HOW TO COMPLETE THIS TASK
Your response should consist of the records, reproduced exactly.

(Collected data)
-.-.-
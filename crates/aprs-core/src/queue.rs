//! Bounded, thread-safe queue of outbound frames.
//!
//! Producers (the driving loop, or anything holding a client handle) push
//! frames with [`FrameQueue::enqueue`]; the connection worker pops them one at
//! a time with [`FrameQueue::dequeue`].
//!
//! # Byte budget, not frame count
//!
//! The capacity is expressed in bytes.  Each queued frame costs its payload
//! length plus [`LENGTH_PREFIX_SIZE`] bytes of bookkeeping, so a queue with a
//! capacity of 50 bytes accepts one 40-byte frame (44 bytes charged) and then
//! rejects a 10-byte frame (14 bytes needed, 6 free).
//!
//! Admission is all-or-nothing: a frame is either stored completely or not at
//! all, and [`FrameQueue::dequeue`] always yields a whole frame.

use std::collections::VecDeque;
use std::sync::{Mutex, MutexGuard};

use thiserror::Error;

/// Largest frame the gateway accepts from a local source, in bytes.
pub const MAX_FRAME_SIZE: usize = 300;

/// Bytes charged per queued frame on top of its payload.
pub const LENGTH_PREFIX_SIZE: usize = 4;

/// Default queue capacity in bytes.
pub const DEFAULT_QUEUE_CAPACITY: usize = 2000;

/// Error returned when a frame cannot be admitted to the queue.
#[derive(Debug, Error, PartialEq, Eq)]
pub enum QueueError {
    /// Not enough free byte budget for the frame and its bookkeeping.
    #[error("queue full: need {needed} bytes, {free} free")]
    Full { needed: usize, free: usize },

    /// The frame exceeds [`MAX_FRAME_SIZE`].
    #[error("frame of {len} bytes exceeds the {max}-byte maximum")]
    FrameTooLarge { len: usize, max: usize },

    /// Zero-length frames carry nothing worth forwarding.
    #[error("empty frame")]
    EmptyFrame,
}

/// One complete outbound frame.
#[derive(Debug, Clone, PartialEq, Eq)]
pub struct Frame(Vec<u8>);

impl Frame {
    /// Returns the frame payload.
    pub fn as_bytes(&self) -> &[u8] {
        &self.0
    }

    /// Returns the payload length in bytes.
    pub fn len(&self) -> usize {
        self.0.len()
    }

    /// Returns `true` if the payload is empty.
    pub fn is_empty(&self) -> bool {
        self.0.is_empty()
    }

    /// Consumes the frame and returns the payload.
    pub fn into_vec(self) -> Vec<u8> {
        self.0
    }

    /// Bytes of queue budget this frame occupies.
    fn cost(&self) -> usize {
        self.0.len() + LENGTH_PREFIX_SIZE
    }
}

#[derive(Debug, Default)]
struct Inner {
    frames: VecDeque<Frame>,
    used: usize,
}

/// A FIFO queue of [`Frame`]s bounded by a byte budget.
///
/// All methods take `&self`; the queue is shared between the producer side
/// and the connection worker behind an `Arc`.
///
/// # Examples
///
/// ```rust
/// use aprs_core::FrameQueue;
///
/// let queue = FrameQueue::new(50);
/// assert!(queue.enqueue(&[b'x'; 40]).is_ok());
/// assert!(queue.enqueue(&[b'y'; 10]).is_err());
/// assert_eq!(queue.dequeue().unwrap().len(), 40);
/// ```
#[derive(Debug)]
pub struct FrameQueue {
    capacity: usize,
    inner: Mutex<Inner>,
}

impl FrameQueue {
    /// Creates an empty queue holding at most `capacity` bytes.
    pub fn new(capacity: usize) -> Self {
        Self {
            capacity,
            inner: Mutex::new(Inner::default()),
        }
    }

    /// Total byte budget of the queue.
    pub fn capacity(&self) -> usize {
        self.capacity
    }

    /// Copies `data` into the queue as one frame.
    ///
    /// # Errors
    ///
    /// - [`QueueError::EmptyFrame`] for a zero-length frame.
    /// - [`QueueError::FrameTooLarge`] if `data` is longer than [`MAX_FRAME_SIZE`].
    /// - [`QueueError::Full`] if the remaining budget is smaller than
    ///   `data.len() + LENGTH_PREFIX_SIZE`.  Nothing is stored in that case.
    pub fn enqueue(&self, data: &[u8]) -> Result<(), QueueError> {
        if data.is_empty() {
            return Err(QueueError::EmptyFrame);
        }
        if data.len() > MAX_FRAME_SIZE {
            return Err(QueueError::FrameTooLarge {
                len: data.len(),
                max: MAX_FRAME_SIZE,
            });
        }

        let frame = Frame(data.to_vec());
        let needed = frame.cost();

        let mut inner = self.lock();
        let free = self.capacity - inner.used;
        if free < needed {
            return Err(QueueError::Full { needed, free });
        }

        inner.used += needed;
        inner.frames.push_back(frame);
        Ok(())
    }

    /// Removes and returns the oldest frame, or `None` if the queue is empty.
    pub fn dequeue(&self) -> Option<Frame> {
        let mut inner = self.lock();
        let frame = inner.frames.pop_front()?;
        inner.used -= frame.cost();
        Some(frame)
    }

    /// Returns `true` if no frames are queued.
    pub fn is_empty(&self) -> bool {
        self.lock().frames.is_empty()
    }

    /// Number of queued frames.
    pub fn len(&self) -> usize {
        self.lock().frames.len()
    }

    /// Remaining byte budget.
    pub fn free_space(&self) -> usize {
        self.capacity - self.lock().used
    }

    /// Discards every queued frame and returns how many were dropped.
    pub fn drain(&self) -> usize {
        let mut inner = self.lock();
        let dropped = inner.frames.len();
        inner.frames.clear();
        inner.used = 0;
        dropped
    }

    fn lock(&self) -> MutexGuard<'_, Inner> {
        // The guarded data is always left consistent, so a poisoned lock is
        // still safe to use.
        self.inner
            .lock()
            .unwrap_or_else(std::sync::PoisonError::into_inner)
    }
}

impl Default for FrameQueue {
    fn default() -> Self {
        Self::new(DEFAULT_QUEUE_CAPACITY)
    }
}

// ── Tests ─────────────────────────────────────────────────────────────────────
-.-.-
SOLUTION FOR THIS EXERCISE
filename crates/aprs-core/src/queue.rs
//! Bounded, thread-safe queue of outbound frames.
//!
//! Producers (the driving loop, or anything holding a client handle) push
//! frames with [`FrameQueue::enqueue`]; the connection worker pops them one at
//! a time with [`FrameQueue::dequeue`].
//!
//! # Byte budget, not frame count
//!
//! The capacity is expressed in bytes.  Each queued frame costs its payload
//! length plus [`LENGTH_PREFIX_SIZE`] bytes of bookkeeping, so a queue with a
//! capacity of 50 bytes accepts one 40-byte frame (44 bytes charged) and then
//! rejects a 10-byte frame (14 bytes needed, 6 free).
//!
//! Admission is all-or-nothing: a frame is either stored completely or not at
//! all, and [`FrameQueue::dequeue`] always yields a whole frame.

use std::collections::VecDeque;
use std::sync::{Mutex, MutexGuard};

use thiserror::Error;

/// Largest frame the gateway accepts from a local source, in bytes.
pub const MAX_FRAME_SIZE: usize = 300;

/// Bytes charged per queued frame on top of its payload.
pub const LENGTH_PREFIX_SIZE: usize = 4;

/// Default queue capacity in bytes.
pub const DEFAULT_QUEUE_CAPACITY: usize = 2000;

/// Error returned when a frame cannot be admitted to the queue.
#[derive(Debug, Error, PartialEq, Eq)]
pub enum QueueError {
    /// Not enough free byte budget for the frame and its bookkeeping.
    #[error("queue full: need {needed} bytes, {free} free")]
    Full { needed: usize, free: usize },

    /// The frame exceeds [`MAX_FRAME_SIZE`].
    #[error("frame of {len} bytes exceeds the {max}-byte maximum")]
    FrameTooLarge { len: usize, max: usize },

    /// Zero-length frames carry nothing worth forwarding.
    #[error("empty frame")]
    EmptyFrame,
}

/// One complete outbound frame.
#[derive(Debug, Clone, PartialEq, Eq)]
pub struct Frame(Vec<u8>);

impl Frame {
    /// Returns the frame payload.
    pub fn as_bytes(&self) -> &[u8] {
        &self.0
    }

    /// Returns the payload length in bytes.
    pub fn len(&self) -> usize {
        self.0.len()
    }

    /// Returns `true` if the payload is empty.
    pub fn is_empty(&self) -> bool {
        self.0.is_empty()
    }

    /// Consumes the frame and returns the payload.
    pub fn into_vec(self) -> Vec<u8> {
        self.0
    }

    /// Bytes of queue budget this frame occupies.
    fn cost(&self) -> usize {
        self.0.len() + LENGTH_PREFIX_SIZE
    }
}

#[derive(Debug, Default)]
struct Inner {
    frames: VecDeque<Frame>,
    used: usize,
}

/// A FIFO queue of [`Frame`]s bounded by a byte budget.
///
/// All methods take `&self`; the queue is shared between the producer side
/// and the connection worker behind an `Arc`.
///
/// # Examples
///
/// ```rust
/// use aprs_core::FrameQueue;
///
/// let queue = FrameQueue::new(50);
/// assert!(queue.enqueue(&[b'x'; 40]).is_ok());
/// assert!(queue.enqueue(&[b'y'; 10]).is_err());
/// assert_eq!(queue.dequeue().unwrap().len(), 40);
/// ```
#[derive(Debug)]
pub struct FrameQueue {
    capacity: usize,
    inner: Mutex<Inner>,
}

impl FrameQueue {
    /// Creates an empty queue holding at most `capacity` bytes.
    pub fn new(capacity: usize) -> Self {
        Self {
            capacity,
            inner: Mutex::new(Inner::default()),
        }
    }

    /// Total byte budget of the queue.
    pub fn capacity(&self) -> usize {
        self.capacity
    }

    /// Copies `data` into the queue as one frame.
    ///
    /// # Errors
    ///
    /// - [`QueueError::EmptyFrame`] for a zero-length frame.
    /// - [`QueueError::FrameTooLarge`] if `data` is longer than [`MAX_FRAME_SIZE`].
    /// - [`QueueError::Full`] if the remaining budget is smaller than
    ///   `data.len() + LENGTH_PREFIX_SIZE`.  Nothing is stored in that case.
    pub fn enqueue(&self, data: &[u8]) -> Result<(), QueueError> {
        if data.is_empty() {
            return Err(QueueError::EmptyFrame);
        }
        if data.len() > MAX_FRAME_SIZE {
            return Err(QueueError::FrameTooLarge {
                len: data.len(),
                max: MAX_FRAME_SIZE,
            });
        }

        let frame = Frame(data.to_vec());
        let needed = frame.cost();

        let mut inner = self.lock();
        let free = self.capacity - inner.used;
        if free < needed {
            return Err(QueueError::Full { needed, free });
        }

        inner.used += needed;
        inner.frames.push_back(frame);
        Ok(())
    }

    /// Removes and returns the oldest frame, or `None` if the queue is empty.
    pub fn dequeue(&self) -> Option<Frame> {
        let mut inner = self.lock();
        let frame = inner.frames.pop_front()?;
        inner.used -= frame.cost();
        Some(frame)
    }

    /// Returns `true` if no frames are queued.
    pub fn is_empty(&self) -> bool {
        self.lock().frames.is_empty()
    }

    /// Number of queued frames.
    pub fn len(&self) -> usize {
        self.lock().frames.len()
    }

    /// Remaining byte budget.
    pub fn free_space(&self) -> usize {
        self.capacity - self.lock().used
    }

    /// Discards every queued frame and returns how many were dropped.
    pub fn drain(&self) -> usize {
        let mut inner = self.lock();
        let dropped = inner.frames.len();
        inner.frames.clear();
        inner.used = 0;
        dropped
    }

    fn lock(&self) -> MutexGuard<'_, Inner> {
        // The guarded data is always left consistent, so a poisoned lock is
        // still safe to use.
        self.inner
            .lock()
            .unwrap_or_else(std::sync::PoisonError::into_inner)
    }
}

impl Default for FrameQueue {
    fn default() -> Self {
        Self::new(DEFAULT_QUEUE_CAPACITY)
    }
}

// ── Tests ─────────────────────────────────────────────────────────────────────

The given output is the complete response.